El tapabocas también seguirá siendo obligatorio en lugares cerrados como aulas, cines, teatros, ámbitos de trabajo, transporte público, espectáculos y eventos masivos.
A esta normativa nacional “pueden adherir o no las gobernadoras y los gobernadores en función de la situación epidemiológica y la circulación de variantes en cada una de las jurisdicciones”, destacó la cartera nacional.
“La pandemia no terminó, y tenemos que seguir cuidándonos sobre todo en lugares cerrados, porque aún estando vacunados se puede tener la infección y transmitirla, especialmente de la variante Delta, que ya tiene circulación comunitaria en el país”, sostuvo la directora nacional de Epidemiología, Analía Rearte.

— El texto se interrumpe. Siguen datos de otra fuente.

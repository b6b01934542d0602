//! Automatic stoichiometric balancing of a single reaction
//!
//! Each explicit reactant and product, each cofactor that could be added to either side,
//! and each repeating unit of a participant's formula becomes an integer column `x`.
//! Element and charge conservation give one equality row per element. Deviation from the
//! target stoichiometry is measured with continuous columns `p` and `n` in rows
//! `x + p - n = target`, and the objective minimises `Σ (p + n)` over everything but
//! repeating units, with a small weight on `x` so smaller coefficients win ties.
use derive_builder::Builder;
use indexmap::{IndexMap, IndexSet};
use log::{debug, info};

use crate::balance::error::BalanceError;
use crate::balance::matrix::{CoefficientMatrix, CoefficientMatrixBuilder};
use crate::balance::participant::{Participant, ParticipantKind};
use crate::balance::plan::{BalancePlan, CofactorAddition};
use crate::chemistry::cofactor::CofactorSet;
use crate::chemistry::formula::Formula;
use crate::configuration;
use crate::metabolic_model::metabolite::Metabolite;
use crate::metabolic_model::model::Model;
use crate::metabolic_model::reaction::{Reaction, Side};
use crate::optimize::objective::ObjectiveSense;
use crate::optimize::problem::{Problem, ProblemBuilder, ProblemError};
use crate::optimize::solvers::{Solver, SolverError};
use crate::optimize::variable::VariableType;
use crate::optimize::OptimizationStatus;

/// Largest objective weight on each non repeating coefficient
///
/// The weights summed over a solution must stay below the smallest change in total
/// deviation worth preferring, or the tie break overrides the deviation. With whole
/// targets that change is 1, so [`tie_break_weight`] shrinks the weight until every
/// coefficient at the maximum contributes at most [`TIE_BREAK_BUDGET`]. Fractional
/// targets can differ by less than that and are not protected.
const TIE_BREAK_WEIGHT: f64 = 1e-4;

/// Most the tie break may add to the objective at the coefficient bound
const TIE_BREAK_BUDGET: f64 = 0.5;

/// Limits applied when balancing
#[derive(Builder, Debug, Clone, PartialEq)]
pub struct BalanceOptions {
    /// Upper bound for explicit reactants and products
    #[builder(default = "configuration::current().max_stoichiometric_coefficient")]
    pub max_stoichiometric_coefficient: u32,
    /// Residuals within this of zero count as balanced
    #[builder(default = "configuration::current().residual_tolerance")]
    pub residual_tolerance: f64,
}
//! Module providing the Model struct for representing a metabolic model.

pub mod metabolite;
pub mod model;
pub mod reaction;

/// SBO term of a simple chemical
pub const SIMPLE_CHEMICAL: u32 = 247;
/// SBO term of an omitted biological process, such reactions are never balanced
pub const OMITTED_PROCESS: u32 = 397;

El principal objetivo del tapabocas “es preventivo, disminuir la emisión de partículas y con ello el riesgo de contagio”, por lo que su uso correcto disminuye significativamente el riesgo de transmisión”, aclara el comunicado.
La cartera recordó que el tapabocas “debe ajustarse bien a la cara, cubriendo la nariz, la boca y el mentón, para que las gotas respiratorias que contienen el virus no puedan entrar y salir alrededor de los bordes del tapabocas”.
Finalmente la cartera destacó que si bien el riesgo de transmisión es más alto cuando se comparten lugares cerrados y mal ventilados, “en lugares abiertos el riesgo disminuye pero no se extingue”.